Thatcher no tenía razón.
Thatcher no tenía razón.

Ayer llegaban a España las primeras dosis de la vacuna contra el covid-19, lo cual marca un gran hito histórico para la ciencia, pero también, en general, para la sociedad. Muchos lectores pensarán, y con razón, que hay pocos motivos para sentirnos orgullosos de demasiados servidores públicos. Pero eso no quita que nuestras instituciones —de toda índole y signo político— hayan sido claves en el control de esta pandemia y en el rápido desarrollo de la vacuna; dicho de otro modo, no se habría logrado sin Estado. Porque el esfuerzo y el sacrificio de cada individuo han sido importantes, pero lo han sido en el contexto de una sociedad y unas normas de convivencia.

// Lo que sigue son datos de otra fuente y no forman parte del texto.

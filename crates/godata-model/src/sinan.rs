//! Normalized intermediate record for one SINAN notification.
//!
//! Produced once per source row by the row mapper and read (never mutated)
//! by the case assembler. Raw SINAN codes for sex, pregnancy, outcome, and
//! classification stay untranslated here; translation happens at assembly.

use serde::Serialize;

/// Residence address fields extracted from a notification row.
#[derive(Debug, Clone, Default, PartialEq, Serialize)]
pub struct Residence {
    pub neighborhood: String,
    pub street: String,
    pub number: String,
    pub complement: String,
    /// Single-line address assembled from the non-blank parts above.
    pub address_line: String,
    pub postal_code: String,
    /// Canonical registry location id, when name resolution succeeded.
    pub location_id: Option<String>,
}

/// One notification, normalized but still carrying source codes.
#[derive(Debug, Clone, PartialEq, Serialize)]
pub struct SinanCase {
    /// Natural key (`NU_NOTIFIC`); never empty after mapping.
    pub visual_id: String,
    pub patient_name: String,
    /// Raw `CS_SEXO` code.
    pub sex: String,
    /// Raw `CS_GESTANT` code.
    pub pregnancy: String,
    /// Birth date, normalized to the registry timestamp format.
    pub birth_date: Option<String>,
    pub age_years: Option<i64>,
    pub phone: Option<String>,
    /// CNS document number; `None` when the column is blank, which leaves
    /// the assembled document list empty.
    pub document_number: Option<String>,
    pub residence: Residence,
    /// Raw `EVOLUCAO` code.
    pub outcome_code: String,
    /// Raw `CLASS_FIN` code.
    pub classification_code: String,
    pub onset_date: Option<String>,
    pub notification_date: Option<String>,
    /// When this run processed the row (distinct from the upload timestamp
    /// stamped at assembly time).
    pub processed_at: String,
}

Fue en 1987 cuando Margaret Thatcher dijo aquello de “¿Quién es la sociedad? ¡Eso no existe! Hay hombres y mujeres individuales y hay familias”. Es una frase que resume perfectamente el pensamiento neoliberal. Frente a la economía social de mercado, Thatcher —como Ronald Reagan y todos aquellos políticos influidos por Milton Friedman— sostenía que el individuo debe velar por sí mismo, sin esperar un comportamiento paternalista del Estado, que debe ser reducido al mínimo. Sin embargo, claro que existe la sociedad. Y en ella existen las normas de convivencia, que el Estado debe disponer y arbitrar. Hay sociedad porque somos seres humanos. Porque no somos animales que vivimos en la jungla bajo las reglas de la supervivencia del más fuerte.

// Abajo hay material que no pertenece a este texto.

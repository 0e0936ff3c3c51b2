//! Logging setup on `tracing` and `tracing-subscriber`.
//!
//! Levels in use across the importer:
//!
//! - `error`: per-case upload failures, fatal configuration problems
//! - `warn`: skipped rows, unresolved locations
//! - `info`: stage progress and batch counts
//! - `debug`: request-level detail, skipped disease descriptors

use tracing::level_filters::LevelFilter;
use tracing_subscriber::{
    EnvFilter, fmt, layer::SubscriberExt, util::SubscriberInitExt,
};

#[derive(Debug, Clone, Copy, Default)]
pub enum LogFormat {
    #[default]
    Pretty,
    Compact,
    Json,
}

#[derive(Debug, Clone)]
pub struct LogConfig {
    /// Level filter derived from the CLI flags.
    pub level_filter: LevelFilter,
    /// Honor `RUST_LOG` instead of the flag-derived level.
    pub use_env_filter: bool,
    pub format: LogFormat,
    pub with_ansi: bool,
}

impl Default for LogConfig {
    fn default() -> Self {
        Self {
            level_filter: LevelFilter::WARN,
            use_env_filter: true,
            format: LogFormat::default(),
            with_ansi: true,
        }
    }
}

/// Installs the global subscriber. Fails if one is already set.
pub fn init_logging(config: &LogConfig) -> anyhow::Result<()> {
    let filter = if config.use_env_filter {
        EnvFilter::try_from_default_env()
            .unwrap_or_else(|_| EnvFilter::new(config.level_filter.to_string()))
    } else {
        EnvFilter::new(config.level_filter.to_string())
    };

    let registry = tracing_subscriber::registry().with(filter);
    match config.format {
        LogFormat::Pretty => registry
            .with(fmt::layer().with_ansi(config.with_ansi).with_target(false))
            .try_init()?,
        LogFormat::Compact => registry
            .with(
                fmt::layer()
                    .compact()
                    .with_ansi(config.with_ansi)
                    .with_target(false),
            )
            .try_init()?,
        LogFormat::Json => registry.with(fmt::layer().json()).try_init()?,
    }
    Ok(())
}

Y es que... ¿qué pasaría en el contexto actual si solo fuéramos seres individuales sin sociedad ni Estado? Pues básicamente darwinismo social, es decir, lo que vemos en los documentales de animales con los que dormimos la siesta, pero en versión humana. Si naces león, genial; si naces ñu, mala suerte, my friend. Dicho de otro modo, imperaría la desigualdad absoluta. Y eso haría impensable realizar esfuerzos colectivos en los que Estados, instituciones científicas y empresas privadas cooperaran para generar una vacuna en un tiempo récord, como ha sucedido en la actualidad. Es más, haría impensable mantener unas normas comunes para hacer frente a una pandemia que, por su forma de contagio, precisa de un esfuerzo no solo individual, sino también social.

El individuo, su identidad y su libertad tienen importancia extrema. Pero también la tienen las normas de convivencia que nos hacen seres humanos, al tiempo que permiten que no solo sean realmente libres los más fuertes. Porque cuando se intenta negar la existencia de la sociedad u oponer la libertad individual al Estado, solo se está defendiendo la ley del más fuerte: menos gastos sociales —si no hay sociedad, no requiere gasto—, menos legislación que proteja a los trabajadores como colectivo —solo son sujetos individuales—, etc. O incluso, en un contexto sanitario como el actual, la libertad sacrosanta de hacer lo que a uno le dé la real gana caiga quien caiga, muera quien muera.

Afortunadamente, pese a que el neoliberalismo esté muy extendido, sigue habiendo Estados y sigue habiendo sociedad. Y sin ellos probablemente estaríamos ante cifras de fallecidos por covid-19 muchísimo más grotescas que las actuales, ya de por sí terribles. Y tampoco recibiríamos vacunas a coste cero y con un sistema de reparto organizado por orden de prioridad atendiendo a criterios de salud pública. En un mundo sin Estado, la vacuna, si llegara a existir, la recibiría antes el más fuerte, es decir, quien puede pagar más. Y ya veríamos si algún día llegaba a los demás.

Lo vemos en cualquier película, serie o novela de carácter distópico en la que la sociedad se viene abajo: Mad Max, El colapso, The Walking Dead, La carretera, etc. Son obras muy diferentes entre sí, pero un punto común es que desaparecen tanto los Estados como las normas de convivencia y, con ello, la propia sociedad. Y todos ellos son mundos en los que solo sobrevive el más fuerte y el más deshumanizado. En La carretera —ya sea en la novela de Cormac McCarthy o en la película de John Hillcoat, ambas excelentes—, un padre se esfuerza no solo para que su hijo sobreviva en un mundo postapocalíptico, sino también para inculcarle valores y que siga “llevando el fuego”, en una preciosa metáfora de aquello que nos hace seres humanos. Y, en fin, de eso va esta columna hoy, de celebrar en estos días que los seres humanos seguimos llevando el fuego, aunque haya quien idealice un mundo con el “sálvese quien pueda” por bandera.